Saturday, May 10, 2008

Wouldn't it be nice if...

Over the past week, I've been spending some time hacking on Evolution again because of my frustration with the current IMAP backend. This got me to wondering... why hasn't anyone stepped up to the plate and rewritten Evolution's IMAP code yet?

I think the reason can be summed up with the following 2 problems:

1. IMAP is hard

2. Coding something complicated like a multithreaded multiplexed IMAP client library in C is harder.

That got me and Michael Hutchinson wondering... wouldn't it be nice if we could write Camel provider plugins in C# or in any other managed language that we might prefer?

I think Camel, like Evolution itself, should allow developers to implement plugins in C# as well.

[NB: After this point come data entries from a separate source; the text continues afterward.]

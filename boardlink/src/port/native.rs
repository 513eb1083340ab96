//! Native serial port implementation using the `serialport` crate.

use {
    crate::{
        device::detect_ports,
        error::{Error, Result},
        port::{Port, PortOpener, SerialConfig},
    },
    log::trace,
    serialport::ClearBuffer,
    std::{
        io::{Read, Write},
        time::Duration,
    },
};

/// Native serial port implementation.
pub struct NativePort {
    port: Option<Box<dyn serialport::SerialPort>>,
    name: String,
    timeout: Duration,
}

impl NativePort {
    /// Open a serial port with the given configuration (8N1, no flow control).
    pub fn open(config: &SerialConfig) -> Result<Self> {
        let port = serialport::new(&config.port_name, config.baud_rate)
            .timeout(config.timeout)
            .data_bits(serialport::DataBits::Eight)
            .parity(serialport::Parity::None)
            .stop_bits(serialport::StopBits::One)
            .flow_control(serialport::FlowControl::None)
            .open()?;

        trace!("Opened {} at {} baud", config.port_name, config.baud_rate);

        Ok(Self {
            port: Some(port),
            name: config.port_name.clone(),
            timeout: config.timeout,
        })
    }

    fn closed_error() -> Error {
        Error::Serial(serialport::Error::new(
            serialport::ErrorKind::NoDevice,
            "Port is closed",
        ))
    }
}

impl Port for NativePort {
    fn set_timeout(&mut self, timeout: Duration) -> Result<()> {
        if let Some(ref mut p) = self.port {
            p.set_timeout(timeout)?;
        }
        self.timeout = timeout;
        Ok(())
    }

    fn timeout(&self) -> Duration {
        self.timeout
    }

    fn bytes_to_read(&mut self) -> Result<u32> {
        match self.port {
            Some(ref p) => p.bytes_to_read().map_err(Error::Serial),
            None => Err(Self::closed_error()),
        }
    }

    fn clear_buffers(&mut self) -> Result<()> {
        if let Some(ref mut p) = self.port {
            p.clear(ClearBuffer::All)?;
        }
        Ok(())
    }

    fn name(&self) -> &str {
        &self.name
    }

    fn close(&mut self) -> Result<()> {
        self.port.take();
        Ok(())
    }
}

impl Read for NativePort {
    fn read(&mut self, buf: &mut [u8]) -> std::io::Result<usize> {
        self.port
            .as_mut()
            .ok_or_else(|| std::io::Error::new(std::io::ErrorKind::NotConnected, "port closed"))
            .and_then(|p| p.read(buf))
    }
}

impl Write for NativePort {
    fn write(&mut self, buf: &[u8]) -> std::io::Result<usize> {
        self.port
            .as_mut()
            .ok_or_else(|| std::io::Error::new(std::io::ErrorKind::NotConnected, "port closed"))
            .and_then(|p| p.write(buf))
    }

    fn flush(&mut self) -> std::io::Result<()> {
        self.port
            .as_mut()
            .ok_or_else(|| std::io::Error::new(std::io::ErrorKind::NotConnected, "port closed"))
            .and_then(std::io::Write::flush)
    }
}

/// Opens native serial ports for the board worker.
#[derive(Debug, Clone)]
pub struct NativeOpener {
    baud_rate: u32,
    include_unknown: bool,
}

impl NativeOpener {
    /// Create an opener for the given baud rate.
    pub fn new(baud_rate: u32) -> Self {
        Self {
            baud_rate,
            include_unknown: true,
        }
    }

    /// Only probe ports whose USB IDs look like a MicroPython board or a
    /// USB-UART bridge.
    #[must_use]
    pub fn known_only(mut self, known_only: bool) -> Self {
        self.include_unknown = !known_only;
        self
    }
}

impl PortOpener for NativeOpener {
    fn candidates(&self) -> Vec<String> {
        let mut ports = detect_ports();
        if !self.include_unknown {
            ports.retain(|p| p.device.is_known());
        }
        // Native MicroPython USB first, bridges next, everything else last.
        ports.sort_by_key(|p| p.device.probe_rank());
        ports.into_iter().map(|p| p.name).collect()
    }

    fn open(&self, name: &str) -> Result<Box<dyn Port>> {
        let config = SerialConfig::new(name, self.baud_rate);
        Ok(Box::new(NativePort::open(&config)?))
    }
}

I really think this might help lessen the burden of implementing new mail protocol backends for Camel/Evolution.

On that note, I've created a new svn module called camel-imap4 which can be built against your installed evolution-data-server devel packages.

Currently, however, it'll probably only work with e-d-s >= 2.23.x because some things (and assumptions) in Camel have changed recently.

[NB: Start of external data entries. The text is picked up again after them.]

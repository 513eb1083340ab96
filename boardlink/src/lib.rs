//! # boardlink
//!
//! A library for driving MicroPython boards over a serial line.
//!
//! Everything goes through the board's raw REPL: programs are pasted in and
//! their output streamed back, and file operations are small device-side
//! scripts whose printed results are parsed as Python literals.
//!
//! - Raw REPL entry, exit and program execution ([`protocol`])
//! - Filesystem listing, hashing and chunked transfers ([`files`])
//! - Hash-verified ZIP backup and restore ([`sync`])
//! - A worker-thread front-end with a message mailbox ([`board`])
//!
//! ## Features
//!
//! - `native` (default): serial ports via the `serialport` crate
//! - `serde`: serialization of listings, reports and tracebacks
//!
//! ## Example
//!
//! ```rust,no_run
//! use std::sync::Arc;
//!
//! use boardlink::{Board, Command, LinkConfig, NativeOpener, Payload};
//!
//! fn main() -> Result<(), Box<dyn std::error::Error>> {
//!     let opener = Arc::new(NativeOpener::new(115_200));
//!     let mut board = Board::new(opener, LinkConfig::default())?;
//!
//!     board.call(Command::Scan, &mut ())?;
//!     if let Payload::Version(v) = board.call(Command::GetVersion, &mut ())? {
//!         println!("{} {}", v.machine, v.release);
//!     }
//!     Ok(())
//! }
//! ```

#![warn(missing_docs)]
#![warn(clippy::all)]

pub mod board;
pub mod config;
pub mod console;
pub mod device;
pub mod error;
pub mod files;
pub mod port;
pub mod protocol;
pub mod sync;
pub mod transport;

#[cfg(test)]
pub(crate) mod sim;

// Re-exports for convenience
#[cfg(feature = "native")]
pub use port::{NativeOpener, NativePort};
pub use {
    board::{
        Board, BoardEvents, Callback, Command, CommandCode, ConnectionState, Message, Payload,
    },
    config::LinkConfig,
    console::ConsoleDecoder,
    device::{DetectedPort, DeviceKind, detect_ports, format_port_list},
    error::{Error, Result},
    files::{EntryKind, FileEntry, HashTable, Version},
    port::{Port, PortOpener, SerialConfig},
    protocol::{RawRepl, Traceback, Value},
    sync::{BackupReport, Reporter, RestoreReport},
    transport::{CancelToken, Transport},
};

One problem I'm having is that the symbol camel_folder_info_new() used to not exist in older versions of e-d-s, but recently that symbol was added and makes use of g_slice_alloc0(). The problem is that the way providers used to allocate CamelFolderInfo structures before was using g_new0() themselves. Why does this pose a problem? There's no guarantee that I'm aware of that you can mix and match g_malloc/g_slice_free or g_slice_alloc/g_free.

This makes it difficult for me to implement a plugin that builds and works with my installed version of Evolution (2.12) and also work with Evolution svn (2.23). This is quite unfortunate :(

While I'm at it, allow me to also propose some changes to the GChecksum API. Please, please, please make it so that we ned not allocate/free a GChecksum variable each time we need to checksum something?

I propose the ability to do the following:

GChecksum checksum;

g_checksum_init (&checksum, G_CHECKSUM_MD5);
g_checksum_update (&checksum, data, len);
g_checksum_get_digest (&checksum, digest, &len);

Then I'd like to be able to either call g_checksum_init() on checksum again or maybe have another function to clear state, maybe g_checksum_clear() which would allow me to once again use the same checksum variable for calculating the md5 of some other chunk of data.

Camel generates md5sums for a lot of data, sometimes in loops. Having to alloc/free every iteration is inefficient and tedious.

Update: It now builds and works with Evolution 2.12 (I haven't tested anything else). But the new and improved IMAP back-end for Evolution is now actually working. Whoohoo!

43 comments:

Anonymous said...

Hm, not quite sure if I caught the jist of it but is this why my IMAP connections in Evolution are horrible / long-drawn out and even result in it crashing once in awhile?

Oh well, it's free so what can I say :)

Anonymous said...

Might be. I stopped using evolution a while ago because of the crappy IMAP support (slow, crashes). Thunderbird has pretty good IMAP support and it even works with gmail tags.

JrezIN said...

IIRC, http://tinymail.org/ begun from this exact question...

Anonymous said...

What about Vala? Seems it's a much better fit for GTK and GNOME.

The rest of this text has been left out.